━━━ MATERIAL FOR THE TASK

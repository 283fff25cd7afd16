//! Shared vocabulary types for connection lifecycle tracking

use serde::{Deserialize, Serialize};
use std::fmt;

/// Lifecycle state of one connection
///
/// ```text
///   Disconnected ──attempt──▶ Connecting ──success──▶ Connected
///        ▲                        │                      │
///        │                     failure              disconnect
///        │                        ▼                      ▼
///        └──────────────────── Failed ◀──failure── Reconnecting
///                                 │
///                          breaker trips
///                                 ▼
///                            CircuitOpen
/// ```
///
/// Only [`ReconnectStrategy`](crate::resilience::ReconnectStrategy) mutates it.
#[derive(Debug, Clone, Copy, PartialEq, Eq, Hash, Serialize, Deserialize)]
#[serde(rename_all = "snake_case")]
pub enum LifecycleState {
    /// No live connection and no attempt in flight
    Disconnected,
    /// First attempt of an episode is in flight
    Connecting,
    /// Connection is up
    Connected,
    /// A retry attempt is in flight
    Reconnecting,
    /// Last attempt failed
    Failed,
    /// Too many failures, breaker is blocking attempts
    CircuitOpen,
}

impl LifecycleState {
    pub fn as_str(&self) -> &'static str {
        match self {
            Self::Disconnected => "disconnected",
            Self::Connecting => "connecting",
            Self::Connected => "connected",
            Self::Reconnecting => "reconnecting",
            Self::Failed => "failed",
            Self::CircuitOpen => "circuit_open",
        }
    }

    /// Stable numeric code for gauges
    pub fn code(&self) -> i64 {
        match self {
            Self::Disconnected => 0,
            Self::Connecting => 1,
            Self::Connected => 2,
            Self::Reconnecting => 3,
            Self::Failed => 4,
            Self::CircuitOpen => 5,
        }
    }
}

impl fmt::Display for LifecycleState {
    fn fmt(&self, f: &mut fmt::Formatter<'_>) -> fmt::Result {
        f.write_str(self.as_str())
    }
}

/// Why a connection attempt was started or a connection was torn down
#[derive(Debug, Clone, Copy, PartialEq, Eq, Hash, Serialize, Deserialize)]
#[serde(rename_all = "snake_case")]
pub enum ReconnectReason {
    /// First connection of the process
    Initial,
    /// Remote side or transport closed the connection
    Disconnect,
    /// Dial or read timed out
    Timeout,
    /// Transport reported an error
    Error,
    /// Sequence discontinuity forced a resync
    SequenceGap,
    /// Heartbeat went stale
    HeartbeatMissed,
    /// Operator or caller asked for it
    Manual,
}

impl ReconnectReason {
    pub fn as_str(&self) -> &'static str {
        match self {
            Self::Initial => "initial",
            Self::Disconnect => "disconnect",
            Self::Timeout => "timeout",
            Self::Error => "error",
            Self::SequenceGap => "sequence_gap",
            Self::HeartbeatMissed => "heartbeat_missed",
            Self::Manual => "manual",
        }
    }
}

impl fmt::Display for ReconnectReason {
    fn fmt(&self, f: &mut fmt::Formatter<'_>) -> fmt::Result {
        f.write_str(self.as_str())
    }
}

━━━━━━

● **WHAT YOU HAVE TO DO**: Please write out exactly the lines from the start of the data through the line that contains "impl fmt::Display for LifecycleState", both ends included, and nothing else.

● **SOLVED PROBLEM**:
repository 283fff25cd7afd16
//! Shared vocabulary types for connection lifecycle tracking

use serde::{Deserialize, Serialize};
use std::fmt;

/// Lifecycle state of one connection
///
/// ```text
///   Disconnected ──attempt──▶ Connecting ──success──▶ Connected
///        ▲                        │                      │
///        │                     failure              disconnect
///        │                        ▼                      ▼
///        └──────────────────── Failed ◀──failure── Reconnecting
///                                 │
///                          breaker trips
///                                 ▼
///                            CircuitOpen
/// ```
///
/// Only [`ReconnectStrategy`](crate::resilience::ReconnectStrategy) mutates it.
#[derive(Debug, Clone, Copy, PartialEq, Eq, Hash, Serialize, Deserialize)]
#[serde(rename_all = "snake_case")]
pub enum LifecycleState {
    /// No live connection and no attempt in flight
    Disconnected,
    /// First attempt of an episode is in flight
    Connecting,
    /// Connection is up
    Connected,
    /// A retry attempt is in flight
    Reconnecting,
    /// Last attempt failed
    Failed,
    /// Too many failures, breaker is blocking attempts
    CircuitOpen,
}

impl LifecycleState {
    pub fn as_str(&self) -> &'static str {
        match self {
            Self::Disconnected => "disconnected",
            Self::Connecting => "connecting",
            Self::Connected => "connected",
            Self::Reconnecting => "reconnecting",
            Self::Failed => "failed",
            Self::CircuitOpen => "circuit_open",
        }
    }

    /// Stable numeric code for gauges
    pub fn code(&self) -> i64 {
        match self {
            Self::Disconnected => 0,
            Self::Connecting => 1,
            Self::Connected => 2,
            Self::Reconnecting => 3,
            Self::Failed => 4,
            Self::CircuitOpen => 5,
        }
    }
}

impl fmt::Display for LifecycleState {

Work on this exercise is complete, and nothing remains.